• TASK TO CARRY OUT:
Find all lines below containing the string "info" and return them.

++++

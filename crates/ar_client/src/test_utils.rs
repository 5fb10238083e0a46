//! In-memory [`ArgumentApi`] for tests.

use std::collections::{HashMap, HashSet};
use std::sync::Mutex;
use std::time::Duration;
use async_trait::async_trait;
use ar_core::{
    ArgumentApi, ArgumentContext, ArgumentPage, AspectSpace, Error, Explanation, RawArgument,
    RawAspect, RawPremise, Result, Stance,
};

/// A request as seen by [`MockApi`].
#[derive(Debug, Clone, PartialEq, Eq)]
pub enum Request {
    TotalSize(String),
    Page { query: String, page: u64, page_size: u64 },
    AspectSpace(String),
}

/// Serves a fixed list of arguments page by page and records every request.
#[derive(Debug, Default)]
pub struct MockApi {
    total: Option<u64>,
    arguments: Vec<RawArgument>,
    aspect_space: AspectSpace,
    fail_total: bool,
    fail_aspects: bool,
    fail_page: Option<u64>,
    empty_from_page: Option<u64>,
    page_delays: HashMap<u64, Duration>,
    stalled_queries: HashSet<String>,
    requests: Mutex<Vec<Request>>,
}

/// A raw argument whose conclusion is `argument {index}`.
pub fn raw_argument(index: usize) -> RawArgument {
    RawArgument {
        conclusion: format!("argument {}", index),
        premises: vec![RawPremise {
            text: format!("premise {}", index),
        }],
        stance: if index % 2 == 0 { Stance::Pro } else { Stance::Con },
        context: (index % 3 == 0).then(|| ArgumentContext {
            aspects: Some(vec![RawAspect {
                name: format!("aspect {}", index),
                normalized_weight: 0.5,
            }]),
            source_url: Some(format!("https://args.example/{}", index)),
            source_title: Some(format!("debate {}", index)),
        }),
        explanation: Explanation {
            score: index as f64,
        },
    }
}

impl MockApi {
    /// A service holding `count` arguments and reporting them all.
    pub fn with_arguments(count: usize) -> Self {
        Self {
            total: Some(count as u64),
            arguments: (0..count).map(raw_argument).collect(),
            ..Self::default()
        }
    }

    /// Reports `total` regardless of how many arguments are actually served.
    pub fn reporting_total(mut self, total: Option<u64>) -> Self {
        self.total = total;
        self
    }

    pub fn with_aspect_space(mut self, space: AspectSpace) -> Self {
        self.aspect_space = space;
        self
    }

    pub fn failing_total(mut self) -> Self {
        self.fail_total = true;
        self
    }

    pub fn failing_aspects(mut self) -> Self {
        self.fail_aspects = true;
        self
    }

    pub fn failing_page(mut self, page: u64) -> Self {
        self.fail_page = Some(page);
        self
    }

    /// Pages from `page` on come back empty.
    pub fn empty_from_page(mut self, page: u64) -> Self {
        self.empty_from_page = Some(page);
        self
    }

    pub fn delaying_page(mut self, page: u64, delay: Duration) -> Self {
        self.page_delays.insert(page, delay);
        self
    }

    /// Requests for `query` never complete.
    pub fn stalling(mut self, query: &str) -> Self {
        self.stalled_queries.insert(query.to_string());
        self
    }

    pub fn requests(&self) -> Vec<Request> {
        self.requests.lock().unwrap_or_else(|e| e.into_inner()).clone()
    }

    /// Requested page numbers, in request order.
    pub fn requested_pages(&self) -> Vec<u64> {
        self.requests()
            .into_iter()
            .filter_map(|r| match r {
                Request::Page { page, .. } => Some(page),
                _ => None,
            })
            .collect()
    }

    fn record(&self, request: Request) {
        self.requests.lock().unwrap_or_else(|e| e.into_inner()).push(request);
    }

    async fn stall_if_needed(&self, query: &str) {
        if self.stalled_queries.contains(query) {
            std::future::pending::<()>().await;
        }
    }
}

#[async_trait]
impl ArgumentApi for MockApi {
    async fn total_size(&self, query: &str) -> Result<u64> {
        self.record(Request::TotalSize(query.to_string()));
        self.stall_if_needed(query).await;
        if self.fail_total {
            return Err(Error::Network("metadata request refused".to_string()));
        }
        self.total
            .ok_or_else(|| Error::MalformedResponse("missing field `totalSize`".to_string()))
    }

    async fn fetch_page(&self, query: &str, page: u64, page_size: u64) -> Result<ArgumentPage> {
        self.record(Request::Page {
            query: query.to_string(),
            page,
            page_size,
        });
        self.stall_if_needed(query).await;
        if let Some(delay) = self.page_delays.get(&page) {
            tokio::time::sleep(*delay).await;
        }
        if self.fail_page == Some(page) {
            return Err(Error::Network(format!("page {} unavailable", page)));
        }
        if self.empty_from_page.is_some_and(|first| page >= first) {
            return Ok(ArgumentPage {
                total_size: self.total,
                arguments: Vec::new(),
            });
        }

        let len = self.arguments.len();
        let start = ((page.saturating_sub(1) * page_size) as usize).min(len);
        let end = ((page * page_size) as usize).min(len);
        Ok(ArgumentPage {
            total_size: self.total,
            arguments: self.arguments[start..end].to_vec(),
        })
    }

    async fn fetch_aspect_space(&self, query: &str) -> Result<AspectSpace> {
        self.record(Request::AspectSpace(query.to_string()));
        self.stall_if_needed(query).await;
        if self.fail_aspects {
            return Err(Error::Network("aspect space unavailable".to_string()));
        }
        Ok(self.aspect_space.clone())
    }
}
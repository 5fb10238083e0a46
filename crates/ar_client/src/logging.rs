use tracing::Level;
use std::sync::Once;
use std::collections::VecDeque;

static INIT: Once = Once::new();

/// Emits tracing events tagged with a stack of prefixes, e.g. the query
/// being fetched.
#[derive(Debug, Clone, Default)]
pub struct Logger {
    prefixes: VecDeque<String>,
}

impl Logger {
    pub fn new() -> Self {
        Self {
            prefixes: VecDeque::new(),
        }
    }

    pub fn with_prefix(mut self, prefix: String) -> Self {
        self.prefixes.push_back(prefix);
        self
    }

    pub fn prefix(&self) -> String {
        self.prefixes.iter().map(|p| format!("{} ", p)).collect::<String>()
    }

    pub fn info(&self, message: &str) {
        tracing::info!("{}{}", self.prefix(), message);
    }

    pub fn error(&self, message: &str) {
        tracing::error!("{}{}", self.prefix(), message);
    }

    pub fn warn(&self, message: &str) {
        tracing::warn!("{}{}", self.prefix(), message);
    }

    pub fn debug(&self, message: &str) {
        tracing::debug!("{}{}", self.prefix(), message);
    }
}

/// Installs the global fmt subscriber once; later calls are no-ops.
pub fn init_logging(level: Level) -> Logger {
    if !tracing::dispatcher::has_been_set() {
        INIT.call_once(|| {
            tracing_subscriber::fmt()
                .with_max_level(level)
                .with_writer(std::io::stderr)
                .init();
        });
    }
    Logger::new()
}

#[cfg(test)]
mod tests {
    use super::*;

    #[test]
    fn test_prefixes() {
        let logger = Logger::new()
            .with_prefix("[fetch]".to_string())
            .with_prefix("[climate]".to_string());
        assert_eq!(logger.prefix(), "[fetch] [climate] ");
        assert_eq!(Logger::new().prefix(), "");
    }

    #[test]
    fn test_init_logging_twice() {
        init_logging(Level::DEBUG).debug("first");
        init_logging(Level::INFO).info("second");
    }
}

++++

• WRITTEN REPLY:
    pub fn info(&self, message: &str) {
        tracing::info!("{}{}", self.prefix(), message);
        init_logging(Level::INFO).info("second");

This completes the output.